- [Work item] Your reply should be one number: how many lines of the material contain the word "Record".

- [Material provided]
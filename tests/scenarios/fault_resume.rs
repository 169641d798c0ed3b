//! Test: Fault and resume - a handler error halts the run where it happened

use crate::helpers::*;
use serde_json::json;
use wowza_bootstrap::{ContinuationExecutor, ExecutorState, PipelineError};

#[tokio::test]
async fn test_fault_halts_and_invoke_resumes() {
    let log = CallLog::default();
    let registry = test_registry(&log, 1);
    let context = decode(
        &registry,
        json!([
            { "action_name": "Record", "tag": "before" },
            { "action_name": "Faulting", "tag": "flaky" },
            { "action_name": "Record", "tag": "after" },
        ]),
    );
    let executor = ContinuationExecutor::new(context.clone());

    let err = executor.run_to_completion().await.unwrap_err();
    match &err {
        PipelineError::HandlerFault { index, action_name, .. } => {
            assert_eq!(*index, 1);
            assert_eq!(action_name, "Faulting");
        }
        other => panic!("Expected HandlerFault, got {:?}", other),
    }
    assert!(err.to_string().contains("transient fault"));

    assert_eq!(executor.state(), ExecutorState::Running);
    assert!(!context.all_complete());
    assert_eq!(flags(&context), vec![(true, false), (false, false), (false, false)]);
    assert_eq!(log.calls(), vec!["before", "flaky"]);

    assert_eq!(executor.invoke().await.unwrap(), ExecutorState::Complete);
    assert_eq!(log.calls(), vec!["before", "flaky", "flaky", "after"]);
    assert_eq!(flags(&context), vec![(true, false); 3]);
}

#[tokio::test]
async fn test_repeated_faults_never_skip_the_action() {
    let log = CallLog::default();
    let registry = test_registry(&log, 2);
    let context = decode(
        &registry,
        json!([
            { "action_name": "Faulting", "tag": "flaky" },
            { "action_name": "Record", "tag": "after" },
        ]),
    );
    let executor = ContinuationExecutor::new(context.clone());

    assert!(executor.run_to_completion().await.is_err());
    assert!(executor.invoke().await.is_err());
    assert_eq!(context.cursor(), Some(0));

    assert_eq!(executor.invoke().await.unwrap(), ExecutorState::Complete);
    assert_eq!(log.calls(), vec!["flaky", "flaky", "flaky", "after"]);
}

#[tokio::test]
async fn test_no_appends_once_running() {
    let log = CallLog::default();
    let registry = test_registry(&log, 0);
    let context = decode(&registry, json!([{ "action_name": "Record", "tag": "a" }]));
    ContinuationExecutor::new(context.clone()).invoke().await.unwrap();

    let late = wowza_bootstrap::ActionInstance::create(&registry, "Noop", Default::default(), Some(&context));
    assert!(matches!(late, Err(PipelineError::ContextFrozen(id)) if id == context.id()));
    assert_eq!(context.len(), 1);
}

- [Exercise solution] 4